A $100 billion dollar health care package was proposed by congressional Republicans this past summer, and afterward endorsed by some Democrats. It aims to save money by encouraging you to make big life changes. But the package will probably fail to achieve its goals for a simple reason: scarcity. Chances are you don’t have the time, money or bandwidth to follow through.
The legislation is expected to be reintroduced in the first quarter this year, and it has laudable goals. It encourages exercise by treating gym memberships as tax-deductible medical expenses. It would help cover out-of-pocket costs for high-deductible health plans by allowing people to deposit more money in tax-shielded health savings accounts. And it would permit the use of flexible spending accounts and health savings accounts to buy sports equipment.
In other words, the spending package is intended to nudge Americans to exercise more and to get a better handle on their finances. But it would require people to restructure their lives in response to modest financial incentives. The package is an active policy: It requires opting in.
Most of us won’t. We’re experiencing multiple, and often compounding, types of scarcity.
“Scarcity in one walk of life means we have less attention, ‘less mind,’ in the rest of life,” wrote Eldar Shafir and Sendhil Mullainathan, Princeton and Harvard University professors who study behavioral economics. They refer to scarcity as a “cognitive tax” that makes it hard for people to live healthy lives and make health-promoting choices.
Perhaps the most familiar source of that cognitive tax comes from a busy professional and family life. After working a full-time job, many people spend the rest of the day chauffeuring children to activities, helping with their homework, making dinner and taking care of household chores. As Claire Cain Miller of The Upshot wrote recently, modern parenting seems unending, especially for working mothers.
As a result, many people struggle to get to the gym or to muster theattention span to delve into finances.
Choices involving money and health are especially tricky, as shown by a survey of studies on the relationship between stress and decision making. They often require people to make decisions despite inadequate information and lots of uncertainty. The resulting stress impairs the ability to make good choices. One experimental study, for example, found that stressed individuals tend to make riskier decisions.
Scarcity is an especially tough problem for those struggling every day to make ends meet. In addition to time and money, some Americans might also lack educational opportunities and social support.
That’s why active policies haven’t proved very helpful for the 50 million U.S. citizens who live in poverty. Work by the University of Southern California economics professor Leandro Carvalho and colleagues showedthat low-income people were more “present-biased” after payday, worrying about the immediate more than the long-term effects of their decisions.
Some people will benefit from active policies, but they’ll disproportionately be those who would have done what the policies encourage anyway. That’s a big part of why wellness programs — which provide financial incentives for healthy activities or preventive care — don’t work, as numerous studies have shown. Even without the programs, those people would have been likely to exercise, eat well and get preventive care. A wellness program tends to just throw another financial break at those who don’t need it.
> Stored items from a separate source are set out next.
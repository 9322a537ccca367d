//! Client-side mirror of the remote custom-template catalogue, plus the
//! style selection that points either at a built-in style or at a template.

use std::{collections::BTreeMap, sync::Arc};

use anyhow::Result;
use async_trait::async_trait;
use shared::{
    domain::{ImageFormat, DEFAULT_STYLE},
    error::{ResponseStatus, ServiceFailure},
    protocol::{TemplateListResponse, TemplateMutationResponse},
};
use tracing::{info, warn};

use crate::error::ClientError;

pub const MAX_TEMPLATE_BYTES: u64 = 2 * 1024 * 1024;

#[derive(Debug, Clone, PartialEq, Eq)]
pub struct StyleTemplate {
    pub name: String,
    pub description: Option<String>,
    pub image_ref: String,
}

#[derive(Debug, Clone, PartialEq, Eq)]
pub struct TemplateImage {
    pub filename: String,
    pub mime_type: String,
    pub bytes: Vec<u8>,
}

impl TemplateImage {
    pub fn new(filename: impl Into<String>, mime_type: impl Into<String>, bytes: Vec<u8>) -> Self {
        Self {
            filename: filename.into(),
            mime_type: mime_type.into(),
            bytes,
        }
    }

    /// Template assets must be PNG and at most [`MAX_TEMPLATE_BYTES`].
    pub fn validate(&self) -> Result<(), ClientError> {
        if ImageFormat::from_mime(&self.mime_type) != Some(ImageFormat::Png) {
            return Err(ClientError::InvalidTemplateFormat {
                mime: self.mime_type.clone(),
            });
        }
        let size = self.bytes.len() as u64;
        if size > MAX_TEMPLATE_BYTES {
            return Err(ClientError::TemplateTooLarge {
                size,
                limit: MAX_TEMPLATE_BYTES,
            });
        }
        Ok(())
    }
}

/// Payload of a create-or-update submission.
#[derive(Debug, Clone)]
pub struct TemplateUpload {
    pub style_name: String,
    pub description: Option<String>,
    pub image: Option<TemplateImage>,
}

#[derive(Debug, Clone, Copy, PartialEq, Eq)]
pub enum TemplateStatus {
    Absent,
    PendingCreate,
    Live,
    PendingUpdate,
    PendingDelete,
}

#[derive(Debug, Clone)]
struct TemplateEntry {
    template: StyleTemplate,
    status: TemplateStatus,
}

#[derive(Debug, Clone, PartialEq, Eq)]
pub enum SelectedStyle {
    Builtin(String),
    Custom(String),
}

impl SelectedStyle {
    pub fn name(&self) -> &str {
        match self {
            Self::Builtin(name) | Self::Custom(name) => name,
        }
    }

    pub fn is_custom(&self) -> bool {
        matches!(self, Self::Custom(_))
    }
}

impl Default for SelectedStyle {
    fn default() -> Self {
        Self::Builtin(DEFAULT_STYLE.to_string())
    }
}

#[derive(Debug, Clone, Copy, PartialEq, Eq)]
pub enum DeleteOutcome {
    Deleted,
    Declined,
}

#[async_trait]
pub trait TemplateService: Send + Sync {
    async fn list(&self) -> Result<TemplateListResponse>;
    async fn upload(&self, upload: TemplateUpload) -> Result<TemplateMutationResponse>;
    async fn delete(&self, style_name: &str) -> Result<TemplateMutationResponse>;
}

/// Asks the user to confirm a destructive template operation.
#[async_trait]
pub trait DeleteConfirmation: Send + Sync {
    async fn confirm_delete(&self, style_name: &str) -> bool;
}

pub struct AlwaysConfirm;

#[async_trait]
impl DeleteConfirmation for AlwaysConfirm {
    async fn confirm_delete(&self, _style_name: &str) -> bool {
        true
    }
}

pub struct TemplateRegistry {
    service: Arc<dyn TemplateService>,
    builtins: Vec<String>,
    entries: BTreeMap<String, TemplateEntry>,
    selected: SelectedStyle,
}

impl TemplateRegistry {
    pub fn new(service: Arc<dyn TemplateService>, builtins: Vec<String>) -> Self {
        let mut builtins = builtins;
        if !builtins.iter().any(|name| name == DEFAULT_STYLE) {
            builtins.insert(0, DEFAULT_STYLE.to_string());
        }
        Self {
            service,
            builtins,
            entries: BTreeMap::new(),
            selected: SelectedStyle::default(),
        }
    }

    pub fn builtins(&self) -> &[String] {
        &self.builtins
    }

    pub fn templates(&self) -> impl Iterator<Item = &StyleTemplate> {
        self.entries
            .values()
            .filter(|entry| entry.status != TemplateStatus::PendingCreate)
            .map(|entry| &entry.template)
    }

    pub fn template_names(&self) -> Vec<String> {
        self.templates().map(|t| t.name.clone()).collect()
    }

    pub fn get(&self, name: &str) -> Option<&StyleTemplate> {
        self.entries.get(name).map(|entry| &entry.template)
    }

    pub fn status(&self, name: &str) -> TemplateStatus {
        self.entries
            .get(name)
            .map_or(TemplateStatus::Absent, |entry| entry.status)
    }

    pub fn selected(&self) -> &SelectedStyle {
        &self.selected
    }

    pub fn select(&mut self, name: &str) -> Result<&SelectedStyle, ClientError> {
        let name = name.trim();
        if self.builtins.iter().any(|builtin| builtin == name) {
            self.selected = SelectedStyle::Builtin(name.to_string());
        } else if self.status(name) == TemplateStatus::Live {
            self.selected = SelectedStyle::Custom(name.to_string());
        } else {
            return Err(ClientError::UnknownStyle(name.to_string()));
        }
        Ok(&self.selected)
    }

    pub fn reset_selection(&mut self) {
        self.selected = SelectedStyle::default();
    }

    /// Replaces the mirror with the remote catalogue. On failure the previous
    /// mirror stays usable.
    pub async fn load(&mut self) -> Result<usize, ClientError> {
        let response = self
            .service
            .list()
            .await
            .map_err(|err| ClientError::RegistryUnavailable(err.to_string()))?;
        if response.status != ResponseStatus::Success {
            let failure =
                ServiceFailure::from_body(None, response.message, "template listing failed");
            return Err(ClientError::RegistryUnavailable(failure.message));
        }

        self.entries = response
            .templates
            .into_iter()
            .map(|(name, record)| {
                let entry = TemplateEntry {
                    template: StyleTemplate {
                        name: name.clone(),
                        description: record.description,
                        image_ref: record.image,
                    },
                    status: TemplateStatus::Live,
                };
                (name, entry)
            })
            .collect();

        if let SelectedStyle::Custom(name) = &self.selected {
            if !self.entries.contains_key(name) {
                warn!(style = %name, "templates: selected template vanished remotely; reverting to default");
                self.reset_selection();
            }
        }

        info!(count = self.entries.len(), "templates: catalogue loaded");
        Ok(self.entries.len())
    }

    pub async fn create(
        &mut self,
        name: &str,
        description: Option<String>,
        image: TemplateImage,
    ) -> Result<(), ClientError> {
        let name = name.trim();
        if name.is_empty() {
            return Err(ClientError::InvalidTemplateName);
        }
        if self.builtins.iter().any(|builtin| builtin == name)
            || self.status(name) != TemplateStatus::Absent
        {
            return Err(ClientError::DuplicateName(name.to_string()));
        }
        image.validate()?;

        self.entries.insert(
            name.to_string(),
            TemplateEntry {
                template: StyleTemplate {
                    name: name.to_string(),
                    description: description.clone(),
                    image_ref: image.filename.clone(),
                },
                status: TemplateStatus::PendingCreate,
            },
        );

        let upload = TemplateUpload {
            style_name: name.to_string(),
            description,
            image: Some(image),
        };
        if let Err(err) = self.submit_upload(upload).await {
            self.entries.remove(name);
            return Err(err);
        }

        info!(style = %name, "templates: created");
        self.resync(name).await;
        Ok(())
    }

    pub async fn update(
        &mut self,
        name: &str,
        description: Option<String>,
        image: Option<TemplateImage>,
    ) -> Result<(), ClientError> {
        let name = name.trim();
        if self.status(name) != TemplateStatus::Live {
            return Err(ClientError::NotFound(name.to_string()));
        }
        if let Some(image) = &image {
            image.validate()?;
        }

        // The upload form always carries a description, so an image-only
        // update resends the one already stored.
        let description = description.or_else(|| {
            self.get(name)
                .and_then(|template| template.description.clone())
        });
        self.set_status(name, TemplateStatus::PendingUpdate);
        let upload = TemplateUpload {
            style_name: name.to_string(),
            description: description.clone(),
            image,
        };
        if let Err(err) = self.submit_upload(upload).await {
            self.set_status(name, TemplateStatus::Live);
            return Err(err);
        }

        if let Some(entry) = self.entries.get_mut(name) {
            if description.is_some() {
                entry.template.description = description;
            }
        }
        info!(style = %name, "templates: updated");
        self.resync(name).await;
        Ok(())
    }

    pub async fn delete(
        &mut self,
        name: &str,
        confirmation: &dyn DeleteConfirmation,
    ) -> Result<DeleteOutcome, ClientError> {
        let name = name.trim();
        if self.status(name) != TemplateStatus::Live {
            return Err(ClientError::NotFound(name.to_string()));
        }
        if !confirmation.confirm_delete(name).await {
            info!(style = %name, "templates: delete declined");
            return Ok(DeleteOutcome::Declined);
        }

        self.set_status(name, TemplateStatus::PendingDelete);
        let outcome = match self.service.delete(name).await {
            Ok(response) => check_mutation(response),
            Err(err) => Err(ClientError::Network(err.to_string())),
        };
        if let Err(err) = outcome {
            self.set_status(name, TemplateStatus::Live);
            return Err(err);
        }

        self.entries.remove(name);
        if self.selected == SelectedStyle::Custom(name.to_string()) {
            self.reset_selection();
        }
        info!(style = %name, "templates: deleted");
        self.resync(name).await;
        Ok(DeleteOutcome::Deleted)
    }

    async fn submit_upload(&self, upload: TemplateUpload) -> Result<(), ClientError> {
        let response = self
            .service
            .upload(upload)
            .await
            .map_err(|err| ClientError::Network(err.to_string()))?;
        check_mutation(response)
    }

    /// The mutation already succeeded remotely; a failed refresh only leaves
    /// the mirror stale, so the pending entry is promoted locally instead.
    async fn resync(&mut self, name: &str) {
        if let Err(err) = self.load().await {
            warn!(style = %name, "templates: resync after mutation failed: {err}");
            if let Some(entry) = self.entries.get_mut(name) {
                entry.status = TemplateStatus::Live;
            }
        }
    }

    fn set_status(&mut self, name: &str, status: TemplateStatus) {
        if let Some(entry) = self.entries.get_mut(name) {
            entry.status = status;
        }
    }
}

fn check_mutation(response: TemplateMutationResponse) -> Result<(), ClientError> {
    match response.status {
        ResponseStatus::Success => Ok(()),
        ResponseStatus::Error => {
            let failure =
                ServiceFailure::from_body(None, response.message, "template operation failed");
            Err(ClientError::TemplateRejected(failure.message))
        }
    }
}

#[cfg(test)]
#[path = "tests/templates_tests.rs"]
mod tests;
Likewise, studies have shown that health savings accounts are used primarily by wealthy people less in need of help with medical expenses. In financial literacy quizzes, a national survey found that college graduates and those making more than $75,000 per year did much better than other groups. This explains why people with an abundance of opportunity — those with higher incomes and more education among them — are likelier to make sound financial decisions, like investing in health savings accounts.
In contrast, scarcity of money and education is correlated with lower rates of financial literacy, and, consequently, misinformed financial decisions like using costly payday or high-interest home loans. Moreover, tax-deferred vehicles like health savings accounts are less beneficial for those in lower tax brackets and virtually useless for families who lack surplus income to devote to the account.
So if active policies fail most of us, what works? The evidence suggests it’s passive policies. These are programs that don’t require individual action; you’re not expected to add another task to the to-do list. Examples include default enrollment in a 401(k); in the health realm, they are public health efforts like water fluoridation and air quality improvement.
Other advanced nations tend to have universal health systems that are simpler, while in the United States, the many types of plans and premiums introduce complexity and increase the time necessary to enroll. Millions of Americans select from a large variety of health plans each fall, for example, and research shows they tend to makes mistakes, often paying more than they need to.
So long as they’re well designed, public health policy and programs that work passively seem more likely to improve our lives by acknowledging and respecting just how busy and distracted we are.